- RECORDS PROVIDED
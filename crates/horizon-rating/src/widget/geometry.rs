//! Layout size hints.

use horizon_rating_render::Size;

/// Size preferences a widget reports to its container.
#[derive(Debug, Clone, Copy, PartialEq)]
pub struct SizeHint {
    /// The preferred size for the widget to display optimally.
    pub preferred: Size,

    /// The minimum acceptable size. If `None`, the widget can shrink to zero.
    pub minimum: Option<Size>,
}

impl SizeHint {
    /// Create a new size hint with the specified preferred size.
    pub fn new(preferred: Size) -> Self {
        Self {
            preferred,
            minimum: None,
        }
    }

    /// Create a size hint with explicit width and height.
    pub fn from_dimensions(width: f32, height: f32) -> Self {
        Self::new(Size::new(width, height))
    }

    /// Set the minimum size.
    pub fn with_minimum(mut self, minimum: Size) -> Self {
        self.minimum = Some(minimum);
        self
    }

    /// Set the minimum size from dimensions.
    pub fn with_minimum_dimensions(self, width: f32, height: f32) -> Self {
        self.with_minimum(Size::new(width, height))
    }
}
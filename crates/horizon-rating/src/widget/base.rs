//! Widget base implementation.
//!
//! This module provides `WidgetBase`, the common implementation details
//! for all widgets: identity, geometry, visibility, enabled state and
//! repaint tracking.

use horizon_rating_core::{ObjectId, Signal};
use horizon_rating_render::{Point, Rect, Size};

/// The base implementation for all widgets.
///
/// Widget implementations include this as a field and delegate common
/// operations to it.
pub struct WidgetBase {
    /// The widget's unique id.
    id: ObjectId,

    /// The widget's geometry (position relative to parent and size).
    geometry: Rect,

    /// Whether the widget is visible.
    visible: bool,

    /// Whether the widget is enabled (can receive input).
    enabled: bool,

    /// Whether the widget needs to be repainted.
    needs_repaint: bool,

    /// Signal emitted when the geometry changes.
    pub geometry_changed: Signal<Rect>,
}

impl Default for WidgetBase {
    fn default() -> Self {
        Self::new()
    }
}

impl WidgetBase {
    /// Create a new widget base with a fresh id and empty geometry.
    pub fn new() -> Self {
        Self {
            id: ObjectId::next(),
            geometry: Rect::ZERO,
            visible: true,
            enabled: true,
            needs_repaint: true,
            geometry_changed: Signal::new(),
        }
    }

    /// Get the widget's unique object ID.
    #[inline]
    pub fn object_id(&self) -> ObjectId {
        self.id
    }

    // =========================================================================
    // Geometry
    // =========================================================================

    /// Get the widget's geometry (position and size).
    #[inline]
    pub fn geometry(&self) -> Rect {
        self.geometry
    }

    /// Set the widget's geometry.
    ///
    /// Returns `true` if the geometry changed.
    pub fn set_geometry(&mut self, rect: Rect) -> bool {
        if self.geometry == rect {
            return false;
        }
        self.geometry = rect;
        self.update();
        self.geometry_changed.emit(rect);
        true
    }

    /// Get the widget's position relative to its parent.
    #[inline]
    pub fn pos(&self) -> Point {
        self.geometry.origin
    }

    /// Get the widget's size.
    #[inline]
    pub fn size(&self) -> Size {
        self.geometry.size
    }

    /// Get the widget's local rectangle (origin at 0,0).
    #[inline]
    pub fn rect(&self) -> Rect {
        self.geometry.bounds()
    }

    /// Get the widget's width.
    #[inline]
    pub fn width(&self) -> f32 {
        self.geometry.width()
    }

    /// Get the widget's height.
    #[inline]
    pub fn height(&self) -> f32 {
        self.geometry.height()
    }

    // =========================================================================
    // Visibility and Enabled State
    // =========================================================================

    /// Check if the widget is visible.
    pub fn is_visible(&self) -> bool {
        self.visible
    }

    /// Set whether the widget is visible.
    pub fn set_visible(&mut self, visible: bool) {
        if self.visible != visible {
            self.visible = visible;
            self.update();
        }
    }

    /// Check if the widget is enabled.
    pub fn is_enabled(&self) -> bool {
        self.enabled
    }

    /// Set whether the widget is enabled.
    pub fn set_enabled(&mut self, enabled: bool) {
        if self.enabled != enabled {
            self.enabled = enabled;
            self.update();
        }
    }

    // =========================================================================
    // Repaint Tracking
    // =========================================================================

    /// Schedule a repaint of the widget.
    pub fn update(&mut self) {
        self.needs_repaint = true;
    }

    /// Check if the widget has a pending repaint.
    pub fn needs_repaint(&self) -> bool {
        self.needs_repaint
    }

    /// Clear the pending repaint flag after painting.
    pub fn clear_repaint(&mut self) {
        self.needs_repaint = false;
    }
}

- HOW TO COMPLETE THIS TASK
All lines in the records with the string "bool" should be copied out.

- WRITTEN REPLY
    visible: bool,
    enabled: bool,
    needs_repaint: bool,
    pub fn set_geometry(&mut self, rect: Rect) -> bool {
    pub fn is_visible(&self) -> bool {
    pub fn set_visible(&mut self, visible: bool) {
    pub fn is_enabled(&self) -> bool {
    pub fn set_enabled(&mut self, enabled: bool) {
    pub fn needs_repaint(&self) -> bool {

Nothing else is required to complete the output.